Pertanyaaannya sekarang kenapa hanya kepada seorang personal Anies sampai diperlakukan tindakan serepresivitas sedemikian? Ada kepentingan apa di balik layar adanya betapa tekanan hegemoni dan kooptasi yang sebegitu besar itu?
Diduga tak usah jauh-jauh sebagai prereferensi adanya kejahatan politik itu, adalah salah satunya yang paling inherent dan dekat dengan Jakarta itu sendiri, terkait telah diterbitkannya UU perihal Kawasan Aglomerasi meliputi Jabodetabekjur yang nanti dalam implementasiya akan di bawah kewenangan Dewan Kawasan Aglomerasi bakal langsung diketuai oleh Wakil Presiden Gibran Rakabuming Raka.
Mengulang sejarah tindakan Anies sesaat mengawali jabatan Gubernurnya di 2017, adalah dengan tegas begitu beraninya Anies menghentikan proyek reklamasi di pantai utara Jakarta dan Pulau Seribu yang merupakan perluasan pengembangan proyek PIK I.
Yang disinyalir dilakukan oleh mediator Ahok, PDIP beserta kroni-kroninya saat itu kepada korporasi pengembang oligarki PT. Agung Sedayu dan Podomoro Group dimiliki Aguan membeli pantai reklamasi tersebut seharga diduga sebesar 40 T. Sebagian dipergunakan kemudian untuk Jokowi membiayai konstetasi pencalonan Presiden 2014, membohongi sendiri janjinya akan menuntaskan jabatan gubernur itu lima tahun penuh.
Kali ini setelah mengiringi satu dekade Jokowi jabatan Presiden pertambahan perambahan dari reklamasi pantai itu sudah memasuki tahapan PIK II —adanya kecenderungan proyek ini sebagai kota super-duper modern megapolitan baru seperti “negara dalam negara”—ternyata perluasan pengembangannya sendiri akan jauh melebihi luas Jakarta (77 ribu hektar), bahkan negara Singapura (99 ribu hektar). Sedangkan, PIK II hingga menjangkau kawasan Teluk Naga di utara Tangerang membentang seluas 150 ribu hektar lebih.
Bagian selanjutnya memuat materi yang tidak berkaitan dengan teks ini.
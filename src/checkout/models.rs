use rust_decimal::Decimal;
use serde::{Deserialize, Serialize};
use uuid::Uuid;
use validator::Validate;

use crate::offers::resolver::AppliedOffer;
use crate::orders::models::OrderType;

/// A single cart line as sent by the client: a menu item, chosen add-ons,
/// and a quantity. Prices are never taken from the client.
#[derive(Debug, Clone, Deserialize, Serialize, Validate)]
pub struct CartLineRequest {
    pub menu_item_id: i32,
    #[serde(default)]
    pub addon_ids: Vec<i32>,
    #[validate(range(min = 1, message = "Quantity must be at least 1"))]
    pub quantity: i32,
}

/// An add-on snapshot priced into a cart line
#[derive(Debug, Clone, Serialize, PartialEq)]
pub struct PricedAddon {
    pub addon_id: i32,
    pub name: String,
    pub price: Decimal,
}

/// A cart line after server-side validation and pricing
#[derive(Debug, Clone, Serialize)]
pub struct PricedLine {
    pub menu_item_id: i32,
    pub name: String,
    /// Item base price before any offer discount
    pub base_price: Decimal,
    pub addons: Vec<PricedAddon>,
    pub quantity: i32,
    /// Post-offer item price plus add-on prices
    pub unit_price: Decimal,
    pub line_total: Decimal,
    #[serde(skip_serializing_if = "Option::is_none")]
    pub applied_offer: Option<AppliedOffer>,
}

impl PricedLine {
    pub fn applied_offer_id(&self) -> Option<Uuid> {
        self.applied_offer.as_ref().map(|offer| offer.offer_id)
    }
}

/// Request DTO for pricing a single cart line
#[derive(Debug, Deserialize, Validate)]
pub struct PriceLineRequest {
    #[validate]
    pub line: CartLineRequest,
    pub order_type: OrderType,
}

/// Request DTO for a full checkout quote
#[derive(Debug, Deserialize, Validate)]
pub struct QuoteRequest {
    #[validate(length(min = 1, message = "Cart must contain at least one item"))]
    pub items: Vec<CartLineRequest>,
    pub order_type: OrderType,
    /// Points the customer wants to redeem, 1 point = 1 currency unit
    #[serde(default)]
    pub points_to_redeem: i32,
}

/// The full pricing breakdown for a cart, as shown on the checkout page and
/// persisted onto the order at settlement.
#[derive(Debug, Clone, Serialize)]
pub struct CheckoutQuote {
    pub lines: Vec<PricedLine>,
    /// Sum of line totals; daily-offer discounts are already baked in
    pub subtotal: Decimal,
    pub welcome_discount: Decimal,
    pub birthday_discount: Decimal,
    /// Effective discount taken off the subtotal
    pub discount_applied: Decimal,
    pub discounted_subtotal: Decimal,
    pub service_charge: Decimal,
    /// Final payable before points redemption
    pub cart_total: Decimal,
    pub points_redeemed: i32,
    /// What the payment gateway charges
    pub amount_due: Decimal,
    pub points_to_earn: i32,
    /// Set when a welcome discount was applied; settlement bumps order_count
    pub welcome_consumed: bool,
    /// Set when the one-shot birthday discount was applied
    pub birthday_consumed: bool,
}
use chrono::{DateTime, Utc};
use rust_decimal::Decimal;
use serde::{Deserialize, Serialize};
use sqlx::FromRow;
use utoipa::ToSchema;
use validator::Validate;

/// Represents a menu category
#[derive(Debug, Clone, Serialize, Deserialize, FromRow, ToSchema)]
pub struct Category {
    #[schema(example = 1)]
    pub id: i32,
    #[schema(example = "Hot Drinks")]
    pub name: String,
    #[schema(example = 0)]
    pub display_order: i32,
}

/// Represents a menu item in the database
#[derive(Debug, Clone, Serialize, Deserialize, FromRow, ToSchema)]
pub struct MenuItem {
    #[schema(example = 1)]
    pub id: i32,
    #[schema(example = "Flat White")]
    pub name: String,
    #[schema(example = "Double ristretto with steamed milk")]
    pub description: String,
    /// Base price in currency units
    #[schema(example = 450)]
    pub price: Decimal,
    #[schema(example = 1)]
    pub category_id: i32,
    #[schema(example = "https://img.example/flat-white.jpg")]
    pub image_url: String,
    #[schema(example = false)]
    pub is_out_of_stock: bool,
    pub created_at: DateTime<Utc>,
    pub updated_at: DateTime<Utc>,
}

/// An add-on category (e.g. "Milk", "Syrups")
#[derive(Debug, Clone, Serialize, Deserialize, FromRow)]
pub struct AddonCategory {
    pub id: i32,
    pub name: String,
}

/// An individual add-on
#[derive(Debug, Clone, Serialize, Deserialize, FromRow)]
pub struct Addon {
    pub id: i32,
    pub addon_category_id: i32,
    pub name: String,
    pub price: Decimal,
    pub is_active: bool,
    pub display_order: i32,
}

/// An add-on group declared on a menu item
///
/// References an add-on category and constrains how many selections a cart
/// line may carry from it.
#[derive(Debug, Clone, Serialize, Deserialize, FromRow)]
pub struct AddonGroup {
    pub menu_item_id: i32,
    pub addon_category_id: i32,
    pub is_required: bool,
    pub min_selection: i32,
    pub max_selection: i32,
}

/// An add-on group expanded with its category name and active add-ons,
/// as served on the item detail endpoint
#[derive(Debug, Clone, Serialize)]
pub struct AddonGroupDetail {
    pub addon_category_id: i32,
    pub addon_category_name: String,
    pub is_required: bool,
    pub min_selection: i32,
    pub max_selection: i32,
    pub addons: Vec<Addon>,
}

/// Menu item with its add-on groups, for the item detail endpoint
#[derive(Debug, Clone, Serialize)]
pub struct MenuItemDetail {
    #[serde(flatten)]
    pub item: MenuItem,
    pub addon_groups: Vec<AddonGroupDetail>,
}

/// Declaration of one add-on group on a create/update request
#[derive(Debug, Clone, Deserialize, Serialize, Validate, ToSchema)]
pub struct AddonGroupRequest {
    pub addon_category_id: i32,
    #[serde(default)]
    pub is_required: bool,
    #[validate(range(min = 0, message = "min_selection must be non-negative"))]
    #[serde(default)]
    pub min_selection: i32,
    #[validate(range(min = 1, message = "max_selection must be at least 1"))]
    pub max_selection: i32,
}

/// Request DTO for creating a menu item
#[derive(Debug, Clone, Deserialize, Serialize, Validate, ToSchema)]
pub struct CreateMenuItem {
    #[validate(length(min = 1, message = "Name must not be empty"))]
    #[schema(example = "Flat White")]
    pub name: String,
    #[serde(default)]
    pub description: String,
    #[validate(custom = "crate::validation::validate_non_negative_price")]
    #[schema(example = 450)]
    pub price: Decimal,
    pub category_id: i32,
    #[serde(default)]
    pub image_url: String,
    #[serde(default)]
    pub is_out_of_stock: bool,
    #[validate]
    #[serde(default)]
    pub addon_groups: Vec<AddonGroupRequest>,
}

/// Request DTO for updating a menu item
/// All fields optional to support partial updates; `addon_groups`, when
/// present, replaces the whole declaration set.
#[derive(Debug, Clone, Deserialize, Serialize, Validate, ToSchema)]
pub struct UpdateMenuItem {
    #[validate(length(min = 1, message = "Name must not be empty"))]
    pub name: Option<String>,
    pub description: Option<String>,
    #[validate(custom = "crate::validation::validate_non_negative_price")]
    pub price: Option<Decimal>,
    pub category_id: Option<i32>,
    pub image_url: Option<String>,
    pub is_out_of_stock: Option<bool>,
    #[validate]
    pub addon_groups: Option<Vec<AddonGroupRequest>>,
}

/// Request DTO for creating/renaming a category
#[derive(Debug, Deserialize, Validate)]
pub struct CategoryRequest {
    #[validate(length(min = 1, message = "Name must not be empty"))]
    pub name: String,
    #[serde(default)]
    pub display_order: i32,
}

/// Request DTO for creating/renaming an add-on category
#[derive(Debug, Deserialize, Validate)]
pub struct AddonCategoryRequest {
    #[validate(length(min = 1, message = "Name must not be empty"))]
    pub name: String,
}

/// Request DTO for creating an add-on
#[derive(Debug, Deserialize, Validate)]
pub struct CreateAddon {
    pub addon_category_id: i32,
    #[validate(length(min = 1, message = "Name must not be empty"))]
    pub name: String,
    #[validate(custom = "crate::validation::validate_non_negative_price")]
    pub price: Decimal,
    #[serde(default = "default_true")]
    pub is_active: bool,
    #[serde(default)]
    pub display_order: i32,
}

/// Request DTO for updating an add-on
#[derive(Debug, Deserialize, Validate)]
pub struct UpdateAddon {
    #[validate(length(min = 1, message = "Name must not be empty"))]
    pub name: Option<String>,
    #[validate(custom = "crate::validation::validate_non_negative_price")]
    pub price: Option<Decimal>,
    pub is_active: Option<bool>,
    pub display_order: Option<i32>,
}

fn default_true() -> bool {
    true
}

#[cfg(test)]
mod tests {
    use super::*;
    use rust_decimal_macros::dec;

    #[test]
    fn test_create_menu_item_deserialization() {
        let json = r#"{
            "name": "Flat White",
            "description": "Double ristretto with steamed milk",
            "price": 450,
            "category_id": 1,
            "addon_groups": [
                {"addon_category_id": 2, "is_required": true, "min_selection": 1, "max_selection": 1}
            ]
        }"#;

        let request: CreateMenuItem = serde_json::from_str(json).unwrap();

        assert_eq!(request.name, "Flat White");
        assert_eq!(request.price, dec!(450));
        assert!(!request.is_out_of_stock);
        assert_eq!(request.addon_groups.len(), 1);
        assert!(request.addon_groups[0].is_required);
    }

    #[test]
    fn test_update_menu_item_partial() {
        let json = r#"{"price": 500}"#;

        let request: UpdateMenuItem = serde_json::from_str(json).unwrap();

        assert_eq!(request.price, Some(dec!(500)));
        assert!(request.name.is_none());
        assert!(request.addon_groups.is_none());
    }

    #[test]
    fn test_create_addon_defaults_active() {
        let json = r#"{"addon_category_id": 1, "name": "Oat milk", "price": 60}"#;

        let request: CreateAddon = serde_json::from_str(json).unwrap();

        assert!(request.is_active);
        assert_eq!(request.display_order, 0);
    }
}
use chrono::NaiveDate;
use sqlx::PgPool;
use std::collections::HashSet;
use uuid::Uuid;

use crate::checkout::models::CheckoutQuote;
use crate::orders::error::OrderError;
use crate::orders::models::{Order, OrderItem, OrderItemAddon, OrderStatus, OrderType, PaymentStatus};

const ORDER_COLUMNS: &str =
    "id, user_id, status, payment_status, order_type, table_number, subtotal, discount_applied, \
     service_charge, total_amount, points_redeemed, points_earned, payment_ref, created_at, updated_at";

/// Repository for order persistence and the settlement transaction
#[derive(Clone)]
pub struct OrdersRepository {
    pool: PgPool,
}

impl OrdersRepository {
    /// Create a new OrdersRepository
    pub fn new(pool: PgPool) -> Self {
        Self { pool }
    }

    /// Settle a confirmed order in a single transaction.
    ///
    /// Everything the confirmation implies happens atomically: the order row
    /// and its denormalized item/add-on snapshots are written, the redeemable
    /// balance is decremented by the redemption, accrued points are credited
    /// to both counters, the welcome order counter and one-shot birthday
    /// fields are adjusted when consumed, every distinct applied offer is
    /// marked redeemed for today, and the ledger rows are appended. If any
    /// step fails the whole settlement rolls back and the order was never
    /// placed.
    pub async fn settle(
        &self,
        user_id: i32,
        quote: &CheckoutQuote,
        order_type: OrderType,
        table_number: Option<i32>,
        payment_ref: Option<&str>,
        today: NaiveDate,
    ) -> Result<Order, OrderError> {
        let mut tx = self.pool.begin().await?;

        let sql = format!(
            "INSERT INTO orders \
             (user_id, status, payment_status, order_type, table_number, subtotal, \
              discount_applied, service_charge, total_amount, points_redeemed, points_earned, \
              payment_ref) \
             VALUES ($1, $2, $3, $4, $5, $6, $7, $8, $9, $10, $11, $12) RETURNING {}",
            ORDER_COLUMNS
        );

        let order = sqlx::query_as::<_, Order>(&sql)
            .bind(user_id)
            .bind(OrderStatus::Pending)
            .bind(PaymentStatus::Paid)
            .bind(order_type)
            .bind(table_number)
            .bind(quote.subtotal)
            .bind(quote.discount_applied)
            .bind(quote.service_charge)
            .bind(quote.amount_due)
            .bind(quote.points_redeemed)
            .bind(quote.points_to_earn)
            .bind(payment_ref)
            .fetch_one(&mut *tx)
            .await?;

        for line in &quote.lines {
            let order_item_id: i32 = sqlx::query_scalar(
                "INSERT INTO order_items \
                 (order_id, menu_item_id, name, base_price, quantity, unit_price, line_total, \
                  applied_daily_offer_id) \
                 VALUES ($1, $2, $3, $4, $5, $6, $7, $8) RETURNING id",
            )
            .bind(order.id)
            .bind(line.menu_item_id)
            .bind(&line.name)
            .bind(line.base_price)
            .bind(line.quantity)
            .bind(line.unit_price)
            .bind(line.line_total)
            .bind(line.applied_offer_id())
            .fetch_one(&mut *tx)
            .await?;

            for addon in &line.addons {
                sqlx::query(
                    "INSERT INTO order_item_addons (order_item_id, addon_id, name, price) \
                     VALUES ($1, $2, $3, $4)",
                )
                .bind(order_item_id)
                .bind(addon.addon_id)
                .bind(&addon.name)
                .bind(addon.price)
                .execute(&mut *tx)
                .await?;
            }
        }

        // Redemption decrements only the redeemable balance, never lifetime.
        // The guard in the WHERE clause makes a stale balance roll the whole
        // settlement back instead of going negative.
        if quote.points_redeemed > 0 {
            let updated = sqlx::query(
                "UPDATE users SET loyalty_points = loyalty_points - $1 \
                 WHERE id = $2 AND loyalty_points >= $1",
            )
            .bind(quote.points_redeemed)
            .bind(user_id)
            .execute(&mut *tx)
            .await?;

            if updated.rows_affected() == 0 {
                return Err(OrderError::InsufficientPoints);
            }

            sqlx::query(
                "INSERT INTO point_transactions (user_id, description, amount, kind) \
                 VALUES ($1, $2, $3, 'redeem')",
            )
            .bind(user_id)
            .bind(format!("Redeemed on order {}", order.id))
            .bind(-quote.points_redeemed)
            .execute(&mut *tx)
            .await?;
        }

        // Accrual credits both counters at settlement
        if quote.points_to_earn > 0 {
            sqlx::query(
                "UPDATE users \
                 SET loyalty_points = loyalty_points + $1, lifetime_points = lifetime_points + $1 \
                 WHERE id = $2",
            )
            .bind(quote.points_to_earn)
            .bind(user_id)
            .execute(&mut *tx)
            .await?;

            sqlx::query(
                "INSERT INTO point_transactions (user_id, description, amount, kind) \
                 VALUES ($1, $2, $3, 'earn')",
            )
            .bind(user_id)
            .bind(format!("Earned on order {}", order.id))
            .bind(quote.points_to_earn)
            .execute(&mut *tx)
            .await?;
        }

        // order_count tracks welcome-offer consumptions
        if quote.welcome_consumed {
            sqlx::query("UPDATE users SET order_count = order_count + 1 WHERE id = $1")
                .bind(user_id)
                .execute(&mut *tx)
                .await?;
        }

        // Birthday discount is one-shot
        if quote.birthday_consumed {
            sqlx::query(
                "UPDATE users \
                 SET birthday_discount_value = NULL, birthday_discount_type = NULL \
                 WHERE id = $1",
            )
            .bind(user_id)
            .execute(&mut *tx)
            .await?;
        }

        // Each distinct applied offer is marked redeemed for today; the
        // primary key makes a same-day duplicate a no-op.
        let offer_ids: HashSet<Uuid> = quote
            .lines
            .iter()
            .filter_map(|line| line.applied_offer_id())
            .collect();

        for offer_id in offer_ids {
            sqlx::query(
                "INSERT INTO daily_offer_redemptions (user_id, offer_id, redeemed_on) \
                 VALUES ($1, $2, $3) ON CONFLICT DO NOTHING",
            )
            .bind(user_id)
            .bind(offer_id)
            .bind(today)
            .execute(&mut *tx)
            .await?;
        }

        tx.commit().await?;

        Ok(order)
    }

    /// Find an order by ID
    pub async fn find_by_id(&self, order_id: Uuid) -> Result<Option<Order>, OrderError> {
        let sql = format!("SELECT {} FROM orders WHERE id = $1", ORDER_COLUMNS);

        let order = sqlx::query_as::<_, Order>(&sql)
            .bind(order_id)
            .fetch_optional(&self.pool)
            .await?;

        Ok(order)
    }

    /// Find orders by user ID with optional status filter, newest first
    pub async fn find_by_user_id(
        &self,
        user_id: i32,
        status: Option<OrderStatus>,
    ) -> Result<Vec<Order>, OrderError> {
        let orders = match status {
            Some(status_filter) => {
                let sql = format!(
                    "SELECT {} FROM orders WHERE user_id = $1 AND status = $2 \
                     ORDER BY created_at DESC",
                    ORDER_COLUMNS
                );
                sqlx::query_as::<_, Order>(&sql)
                    .bind(user_id)
                    .bind(status_filter)
                    .fetch_all(&self.pool)
                    .await?
            }
            None => {
                let sql = format!(
                    "SELECT {} FROM orders WHERE user_id = $1 ORDER BY created_at DESC",
                    ORDER_COLUMNS
                );
                sqlx::query_as::<_, Order>(&sql)
                    .bind(user_id)
                    .fetch_all(&self.pool)
                    .await?
            }
        };

        Ok(orders)
    }

    /// Find all orders with optional status filter, newest first (staff view)
    pub async fn find_all(&self, status: Option<OrderStatus>) -> Result<Vec<Order>, OrderError> {
        let orders = match status {
            Some(status_filter) => {
                let sql = format!(
                    "SELECT {} FROM orders WHERE status = $1 ORDER BY created_at DESC",
                    ORDER_COLUMNS
                );
                sqlx::query_as::<_, Order>(&sql)
                    .bind(status_filter)
                    .fetch_all(&self.pool)
                    .await?
            }
            None => {
                let sql = format!(
                    "SELECT {} FROM orders ORDER BY created_at DESC",
                    ORDER_COLUMNS
                );
                sqlx::query_as::<_, Order>(&sql).fetch_all(&self.pool).await?
            }
        };

        Ok(orders)
    }

    /// Update order status
    pub async fn update_status(
        &self,
        order_id: Uuid,
        new_status: OrderStatus,
    ) -> Result<Order, OrderError> {
        let sql = format!(
            "UPDATE orders SET status = $1, updated_at = NOW() WHERE id = $2 RETURNING {}",
            ORDER_COLUMNS
        );

        let order = sqlx::query_as::<_, Order>(&sql)
            .bind(new_status)
            .bind(order_id)
            .fetch_optional(&self.pool)
            .await?
            .ok_or(OrderError::NotFound)?;

        Ok(order)
    }

    /// Find all item snapshots for a given order
    pub async fn items_for_order(&self, order_id: Uuid) -> Result<Vec<OrderItem>, OrderError> {
        let items = sqlx::query_as::<_, OrderItem>(
            "SELECT id, order_id, menu_item_id, name, base_price, quantity, unit_price, \
                    line_total, applied_daily_offer_id \
             FROM order_items WHERE order_id = $1 ORDER BY id",
        )
        .bind(order_id)
        .fetch_all(&self.pool)
        .await?;

        Ok(items)
    }

    /// Find the add-on snapshots for a given order item
    pub async fn addons_for_item(
        &self,
        order_item_id: i32,
    ) -> Result<Vec<OrderItemAddon>, OrderError> {
        let addons = sqlx::query_as::<_, OrderItemAddon>(
            "SELECT id, order_item_id, addon_id, name, price \
             FROM order_item_addons WHERE order_item_id = $1 ORDER BY id",
        )
        .bind(order_item_id)
        .fetch_all(&self.pool)
        .await?;

        Ok(addons)
    }
}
Dan Anies jika jadi jabatan Gubernur nanti tentu tidak akan mudah hanya mengikuti ketentuan bersifat birokrasi dan administrasi saja sesuai perintah otorisasi Dewan Kawasan Aglomerasi saja.
Jika dalam implementasi teknis pengembangan dan perluasan itu terjadi adanya kecenderungan upaya penindasan dan intimidasi dengan melakukan upaya penggusuran paksa rumah dan tanah rakyat, bahkan penyingkiran dan pengusiran, sudah pasti itu akan sangat ditentang secara keras oleh Anies.
Terlebih, menjadi sangat ironis, ujug-ujug kawasan PIK II sedemikian pula dengan kawasan BSD justru malah diberi oleh Pemerintah rekomendasi status berkategori sebagai Proyek Strategis Nasional.
Sudah pasti dengan memegang rekomendasi PSN korporasi pengembang oligarki ini akan mendapatkan privilis-privilis baru yang bakal dikawal dan dilindungi pula oleh Pemerintah.